Smartphone giant, Apple has finally launched a direct selling channel to customers online.
The launch marks a significant milestone for the big tech in its plans as one of the world’s biggest economies. It also plans to open a physical store in 2021. Apple and other retailers had struggled to own independent stores without relying on third parties due to the requirements by India to produce at least source 30% of raw materials locally. This policy, however changed last year when the government relaxed some rules.
“Apple had been wanting to do this in the past, but the regulation had not allowed it,” Rushabh Doshi, a research manager for Canalys based in Bangalore said.
The ecommerce platform now offers exciting options for Indians. Shoppers are now able to customise their own Macs online and also engrave their AirPods in seven Indian languages, features than Apple had not been able to offer directly in India before now.
Experts think that this new phase for Apple will help the firm connect better with customers and thereby increase their customer base. “Until this week, many customers in India had “never gone through a true Apple experience,” Doshi said.
Apple must have been very strategic about this launch. The iPhone maker obviously did not just pick a date. This period usually accounts for one-third of annual smartphone sales in India, which marks the run-up to Diwali, the Hindu festival of lights. Retailers usually take advantage to run sales to make huge bucks in profit. Apple surely did not want to miss out in the frenzy.
Although Apple still has a long way to go in selling directly to Indians, it has however taken a huge step even as it pushed to further increase its market share in India. Chinese vendors with lower prices account for 72% of the smartphone market in India to show how price-sensitive consumers are. Researches think Apple will have an increased customer base as figures show that more people are turning towards premium brands.

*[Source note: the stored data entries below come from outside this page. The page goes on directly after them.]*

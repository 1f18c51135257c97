//! Runtime settings: model, temperatures, word bands, retry budgets, paths.
//!
//! Defaults match the deployed configuration; `AI_JUDGE_*` environment
//! variables override the endpoint, model, and data directory.

use std::path::PathBuf;
use std::time::Duration;

use crate::transcript::AgentKind;

/// Word band enforced on every lawyer argument.
pub const WORD_LIMIT_MIN: usize = 250;
pub const WORD_LIMIT_MAX: usize = 350;

/// Soft target band for judge reasoning (not hard-enforced).
pub const JUDGE_WORD_LIMIT_MIN: usize = 300;
pub const JUDGE_WORD_LIMIT_MAX: usize = 400;

/// Fixed number of debate rounds.
pub const NUM_ROUNDS: u32 = 3;

/// Token ceiling for a word target: 1 word is roughly 1.33 tokens.
pub fn max_tokens_for(words: usize) -> u32 {
    (words as f64 * 1.33).ceil() as u32
}

/// Top-level configuration for a debate run.
#[derive(Debug, Clone)]
pub struct Settings {
    /// Ollama server base URL.
    pub ollama_url: String,
    /// Model identifier (must be pulled in Ollama).
    pub model: String,
    /// Sampling temperature for the emotional lawyer persona.
    pub emotional_temperature: f32,
    /// Sampling temperature for the logical lawyer persona.
    pub logical_temperature: f32,
    /// Judge temperature; 0.0 for deterministic verdicts.
    pub judge_temperature: f32,
    /// Token ceiling for one argument.
    pub max_tokens_argument: u32,
    /// Token ceiling for the verdict; extra headroom over the word target
    /// reduces truncation of the strict JSON body.
    pub max_tokens_verdict: u32,
    /// Hard wall-clock timeout for one generation request.
    pub request_timeout: Duration,
    /// Transport attempts inside the Ollama client.
    pub transport_attempts: u32,
    /// Attempts per orchestration stage (lawyer round, judge call).
    pub stage_attempts: u32,
    /// Length-correction attempts inside a lawyer agent.
    pub length_attempts: u32,
    /// Base delay for linear backoff.
    pub backoff_base: Duration,
    /// Debate store file.
    pub debates_path: PathBuf,
    /// Statistics file.
    pub statistics_path: PathBuf,
}

impl Default for Settings {
    fn default() -> Self {
        let data_dir = PathBuf::from(
            std::env::var("AI_JUDGE_DATA_DIR").unwrap_or_else(|_| "data".to_string()),
        );
        Self {
            ollama_url: std::env::var("AI_JUDGE_OLLAMA_URL")
                .unwrap_or_else(|_| "http://localhost:11434".to_string()),
            model: std::env::var("AI_JUDGE_MODEL").unwrap_or_else(|_| "llama3:8b".to_string()),
            emotional_temperature: 0.8,
            logical_temperature: 0.25,
            judge_temperature: 0.0,
            max_tokens_argument: max_tokens_for(WORD_LIMIT_MAX),
            max_tokens_verdict: 700,
            request_timeout: Duration::from_secs(120),
            transport_attempts: 3,
            stage_attempts: 3,
            length_attempts: 2,
            backoff_base: Duration::from_millis(1500),
            debates_path: data_dir.join("debates.json"),
            statistics_path: data_dir.join("statistics.json"),
        }
    }
}

impl Settings {
    /// Sampling temperature for a lawyer persona.
    pub fn temperature_for(&self, kind: AgentKind) -> f32 {
        match kind {
            AgentKind::Emotional => self.emotional_temperature,
            AgentKind::Logical => self.logical_temperature,
        }
    }
}

#[cfg(test)]
mod tests {
    use super::*;

    #[test]
    fn test_max_tokens_rounding() {
        assert_eq!(max_tokens_for(350), 466);
        assert_eq!(max_tokens_for(0), 0);
        assert_eq!(max_tokens_for(100), 133);
    }

    #[test]
    fn test_default_settings() {
        let s = Settings::default();
        assert_eq!(s.judge_temperature, 0.0);
        assert!(s.emotional_temperature > s.logical_temperature);
        assert_eq!(s.max_tokens_argument, max_tokens_for(WORD_LIMIT_MAX));
        assert!(s.max_tokens_verdict >= max_tokens_for(JUDGE_WORD_LIMIT_MAX));
        assert_eq!(s.stage_attempts, 3);
        assert_eq!(s.length_attempts, 2);
    }

    #[test]
    fn test_temperature_for_kind() {
        let s = Settings::default();
        assert_eq!(s.temperature_for(AgentKind::Emotional), s.emotional_temperature);
        assert_eq!(s.temperature_for(AgentKind::Logical), s.logical_temperature);
    }
}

A major challenge for Apple though is that prices are set based on taxes and the currency strength of each country against the dollar. So, this explains why tech companies always have no other option than to jack up prices when the government decides to increase tariff or when the country’s currency begins to depreciate against the dollar.
To help salvage the situation in India, Apple has ramped up manufacturing in India. In 2017, it started producing iPhones locally and has moved on with domestic production of the iPhone 11. The company expects to grow bigger from here as it continues to open stores. Despite the pandemic, the tech giant continues to invent strategies to increase the company’s revenue. In June, the big tech expanded its music services to over 70 countries. The company projects 500 million subscribers by the end of 2020. Last month, the company became a 2 trillion-dollar company, almost Africa’s GDP!
Regardless of the numerous cheaper alternatives by Chinese tech, Apple seems to be forging ahead in the face of stiff competition.